BURLEY — A plane scheduled to fly from Burley to Las Vegas disappeared and prompted a search, the Idaho State Journal reported on March 14, 1960.

The plane was carrying five members of the same family including West Stoddard, of Alaska, his wife, Helen, their 28-year-old daughter Mrs. Horace Cumbie and her 6-year-old son, Randy, and Stoddard’s aunt, of Arizona.

“Stoddard, his wife, daughter and grandson left Anchorage last Monday on a family visiting excursion,” the paper said. “Mrs. Lee, of nearby Heyburn, joined the family flight at Burley. They were eventually going to visit their mother and some brothers who live in Arizona.”

Stoddard was “an experienced pilot” who operated his own flying service at Merrill Field near Anchorage.

“He filed a flight plan for Las Vegas by way of Ely, Nevada, and took off from Burley at 9:50 a.m. Sunday but was never heard from again,” the Journal said. “He had six hours of fuel. His estimated flight time was three hours.”


CHESTER — A high-speed chase and a trail of money taken in an “armed robbery” in Chester led to the arrest of two people, the Idaho Falls Post Register reported on March 14, 1977.

Delbert Collett, 18, of St. Anthony, and a 17-year-old Salt Lake City, Utah, juvenile were in custody in the Fremont County Jail awaiting arraignment Monday morning on charges of armed robbery.

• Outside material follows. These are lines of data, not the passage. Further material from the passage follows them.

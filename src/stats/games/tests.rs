//! Unit tests for per-game normalization

use super::*;
use crate::stats::{computed::compute_stat_line, safe_num::SafeNum, tally::aggregate_by};
use serde_json::{json, Value};

const BOX_SCORE_HEADER: [&str; 22] = [
    "Week", "Away", "A. Score", "H. Score", "Home", "A. E", "H. E", "IP", "A. AB", "A. R", "A. H",
    "A. HR", "A. RBI", "A. BB", "A. SO", "H. AB", "H. R", "H. H", "H. HR", "H. RBI", "H. BB",
    "H. SO",
];

fn box_scores(rows: Value) -> Table {
    let mut values = vec![json!(BOX_SCORE_HEADER)];
    values.extend(rows.as_array().unwrap().iter().cloned());
    let values: Vec<Vec<Value>> = serde_json::from_value(Value::Array(values)).unwrap();
    Table::from_values(
        "TEST Box Scores",
        &values,
        &["away".to_string(), "home".to_string()],
    )
}

fn normalize(table: &Table, phase: Phase) -> NormalizedGames {
    let league = League::new("TEST");
    normalize_games(
        table,
        &GameSheet {
            league: &league,
            phase,
            sides: Sides::Teams,
            season: Some(Season::new(7)),
        },
    )
}

fn good_game() -> Value {
    json!([1, "hippos", 1, 2, "alligators", 0, 0, 9, 30, 1, 1, 1, 0, 1, 10, 30, 2, 2, 2, 0, 4, 12])
}

#[cfg(test)]
mod outcome_tests {
    use super::*;

    #[test]
    fn test_two_mirrored_records_per_game() {
        let games = normalize(&box_scores(json!([good_game()])), Phase::Regular);
        assert_eq!(games.results.len(), 1);
        assert_eq!(games.team_games.len(), 2);

        let (away, home) = (&games.team_games[0], &games.team_games[1]);
        assert_eq!(away.team.as_deref(), Some("hippos"));
        assert_eq!(away.opponent.as_deref(), Some("alligators"));
        assert_eq!(home.team.as_deref(), Some("alligators"));
        assert_eq!(away.runs_scored, home.runs_allowed);
        assert_eq!(away.runs_allowed, home.runs_scored);
        assert_eq!(away.own, home.opp);
        assert_eq!(away.opp, home.own);
        assert!(away.loss && !away.win);
        assert!(home.win && !home.loss);
        assert_eq!(away.week, Some(Week::new(1)));
        assert_eq!(away.round, None);
        assert_eq!(away.season, Season::new(7));
    }

    #[test]
    fn test_game_result_flags() {
        let games = normalize(&box_scores(json!([good_game()])), Phase::Regular);
        let result = &games.results[0];

        assert_eq!(result.winner, "alligators");
        assert!(!result.away_win);
        assert!(result.home_win);
        // 9 innings is a full game
        assert!(!result.run_rule);
        assert_eq!(result.away_stats.ab, Some(30));
        assert_eq!(result.home_stats.so, Some(12));
        assert_eq!(result.home_stats.e, Some(0));
    }

    #[test]
    fn test_run_rule_goes_to_winner() {
        let games = normalize(
            &box_scores(json!([[2, "hippos", 12, 2, "alligators", 0, 0, 7.5]])),
            Phase::Regular,
        );
        let (away, home) = (&games.team_games[0], &games.team_games[1]);
        assert!(games.results[0].run_rule);
        assert!(away.run_rule_win && !away.run_rule_loss);
        assert!(home.run_rule_loss && !home.run_rule_win);
    }

    #[test]
    fn test_innings_split() {
        let games = normalize(
            &box_scores(json!([[2, "hippos", 3, 2, "alligators", 0, 0, 8.5]])),
            Phase::Regular,
        );
        let (away, home) = (&games.team_games[0], &games.team_games[1]);
        assert_eq!((away.innings_hitting, away.innings_pitching), (Some(9), Some(8)));
        assert_eq!((home.innings_hitting, home.innings_pitching), (Some(8), Some(9)));
    }

    #[test]
    fn test_missing_innings() {
        let table = box_scores(json!([[2, "hippos", 3, 2, "alligators"]]));
        let games = normalize(&table, Phase::Regular);
        assert!(!games.results[0].run_rule);
        assert_eq!(games.results[0].innings, None);
        assert_eq!(games.team_games[0].innings_hitting, None);
    }

    #[test]
    fn test_playoff_rows_carry_round() {
        let values: Vec<Vec<Value>> = serde_json::from_value(json!([
            ["Round", "Away", "A. Score", "H. Score", "Home", "IP"],
            ["Finals", "hippos", "3", "2", "alligators", "9"]
        ]))
        .unwrap();
        let table = Table::from_values(
            "TEST Playoffs",
            &values,
            &["round".to_string(), "away".to_string(), "home".to_string()],
        );
        let games = normalize(&table, Phase::Playoffs);

        let game = &games.team_games[0];
        assert_eq!(game.round.as_deref(), Some("Finals"));
        assert_eq!(game.week, None);
        assert_eq!(game.phase, Phase::Playoffs);

        let json = serde_json::to_value(&games.results[0]).unwrap();
        assert_eq!(json["round"], "Finals");
        assert!(json.get("week").is_none());
    }
}

#[cfg(test)]
mod malformed_tests {
    use super::*;

    #[test]
    fn test_malformed_rows_are_rejected() {
        let table = box_scores(json!([
            good_game(),
            [1, "hippos", "x", 2, "alligators", 0, 0, 9],
            [1, "hippos", 2, 2, "alligators", 0, 0, 9],
            [1, "", 3, 2, "alligators", 0, 0, 9],
            ["wk", "hippos", 3, 2, "alligators", 0, 0, 9],
            [1, "hippos", 3, 2, "hippos", 0, 0, 9],
            [1, "hippos", -3, 2, "alligators", 0, 0, 9],
            [1, "hippos", 3, 2, "alligators", 0, 0, -1]
        ]));
        let games = normalize(&table, Phase::Regular);

        assert_eq!(games.results.len(), 1);
        assert_eq!(games.team_games.len(), 2);
        let reasons: Vec<(usize, &str)> = games
            .rejected
            .iter()
            .map(|d| (d.line, d.reason.as_str()))
            .collect();
        assert_eq!(
            reasons,
            vec![
                (3, "away score is not a non-negative integer"),
                (4, "tied score 2-2"),
                (5, "missing away side"),
                (6, "week is not a whole number"),
                (7, "hippos is listed as both away and home"),
                (8, "away score is not a non-negative integer"),
                (9, "innings played is negative"),
            ]
        );
        assert!(games.rejected.iter().all(|d| d.source == "TEST Box Scores"));
    }

    #[test]
    fn test_head_to_head_rows_need_a_season() {
        let values: Vec<Vec<Value>> = serde_json::from_value(json!([
            ["Season", "Week", "Away", "A. Score", "H. Score", "Home"],
            ["3", "1", "wishbone", "3", "2", "gator"],
            ["", "1", "wishbone", "3", "2", "gator"]
        ]))
        .unwrap();
        let table = Table::from_values(
            "XBL Head to Head",
            &values,
            &["away".to_string(), "home".to_string()],
        );
        let league = League::new("XBL");
        let games = normalize_games(
            &table,
            &GameSheet {
                league: &league,
                phase: Phase::Regular,
                sides: Sides::Players,
                season: None,
            },
        );

        assert_eq!(games.results.len(), 1);
        assert_eq!(games.results[0].season, Season::new(3));
        assert_eq!(games.team_games[0].player.as_deref(), Some("wishbone"));
        assert_eq!(games.team_games[0].team, None);
        assert_eq!(games.rejected[0].reason, "missing season");
    }
}

#[cfg(test)]
mod aggregation_tests {
    use super::*;

    fn batting_average(games: &NormalizedGames, team: &str) -> Option<f64> {
        let tallies = aggregate_by(&games.team_games, |g| g.team.clone());
        compute_stat_line(&tallies[team], SafeNum::new(1.0)).ba.value()
    }

    #[test]
    fn test_single_game_batting_averages() {
        let games = normalize(&box_scores(json!([good_game()])), Phase::Regular);
        assert_eq!(batting_average(&games, "hippos"), Some(0.033));
        assert_eq!(batting_average(&games, "alligators"), Some(0.067));
    }

    #[test]
    fn test_disconnect_game_counts_for_record_only() {
        let games = normalize(
            &box_scores(json!([[1, "alligators", 1, 2, "hippos", 0, 0, 9], good_game()])),
            Phase::Regular,
        );
        let tallies = aggregate_by(&games.team_games, |g| g.team.clone());
        let hippos = &tallies["hippos"];

        assert_eq!(hippos.games_played, 2);
        assert_eq!((hippos.wins, hippos.losses), (1, 1));
        assert_eq!(hippos.ab, Some(30));
        assert_eq!(hippos.h, Some(1));
        assert_eq!(batting_average(&games, "hippos"), Some(0.033));
    }

    #[test]
    fn test_garbage_cell_excludes_only_that_field() {
        let games = normalize(
            &box_scores(json!([
                [1, "alligators", 1, 2, "hippos", 0, 0, 9, "bad entry", 1, 1, 1, 0, 1, 10, 30, 2, 2, 2, 0, 4, 12],
                good_game()
            ])),
            Phase::Regular,
        );
        assert!(games.rejected.is_empty());

        let tallies = aggregate_by(&games.team_games, |g| g.team.clone());
        let alligators = &tallies["alligators"];
        // hits from both games, at-bats only from the readable one
        assert_eq!(alligators.h, Some(3));
        assert_eq!(alligators.ab, Some(30));
        assert_eq!(batting_average(&games, "alligators"), Some(0.1));
    }

    #[test]
    fn test_wins_equal_losses_equal_games() {
        let games = normalize(
            &box_scores(json!([
                good_game(),
                [1, "alligators", 5, 2, "otters", 0, 0, 9],
                [2, "otters", 0, 10, "hippos", 0, 0, 6],
                [2, "hippos", 4, 3, "alligators", 0, 0, 9.5]
            ])),
            Phase::Regular,
        );
        let tallies = aggregate_by(&games.team_games, |g| g.team.clone());

        let wins: u32 = tallies.values().map(|t| t.wins).sum();
        let losses: u32 = tallies.values().map(|t| t.losses).sum();
        let scored: u32 = tallies.values().map(|t| t.r).sum();
        let allowed: u32 = tallies.values().map(|t| t.oppr).sum();
        assert_eq!(wins, 4);
        assert_eq!(losses, 4);
        assert_eq!(scored, allowed);
    }

    #[test]
    fn test_run_differential_matches_scores() {
        let games = normalize(
            &box_scores(json!([
                good_game(),
                [2, "hippos", 4, 3, "alligators", 0, 0, 9.5]
            ])),
            Phase::Regular,
        );
        let tallies = aggregate_by(&games.team_games, |g| g.team.clone());
        let hippos = compute_stat_line(&tallies["hippos"], SafeNum::NULL);
        // (1 - 2) + (4 - 3)
        assert_eq!(hippos.rd, 0);
        let alligators = compute_stat_line(&tallies["alligators"], SafeNum::NULL);
        assert_eq!(alligators.rd, 0);
        assert_eq!(hippos.rs, 5);
        assert_eq!(alligators.ra, 5);
    }
}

Fremont County Sheriff’s deputy Michael Matthews, who investigated the incident, said he received a call at 3:45 p.m. Saturday reporting the armed robbery of the Brown Country Store in Chester. Authorities were seeking two suspects.

Matthews headed in the direction the pair were reported to have fled. An Ashton officer, Gary Barnes, called Matthews and said he spotted the armed suspects and was giving chase.

“Barnes relayed that although he was unable to overtake the suspects, he was able to keep them in sight,” the paper mentioned.

Matthews said the pair “abandoned the chase and their vehicle in a snowbank” in Drummond, and Barnes began to chase the pair on foot. Matthews arrived at the scene minutes later and helped Barnes arrest one of the fugitives.

The other suspect was apprehended around 4:20 p.m. Saturday by deputies about one-eighth of a mile from the abandoned car.

“Deputies were aided in tracking the juvenile suspect by a trail of money — about $40 small bills — apparently thrown down intermittently by the youth in an attempt to divest himself of evidence tying him to the armed robbery,” the Post Register said.

The article continued, “The ‘gun’ used in the holdup was reportedly a wooden stick in Collett’s jacket pocket, pointed at store personnel. Deputies were not aware of how heavily ‘armed’ the pair was until after both were apprehended.”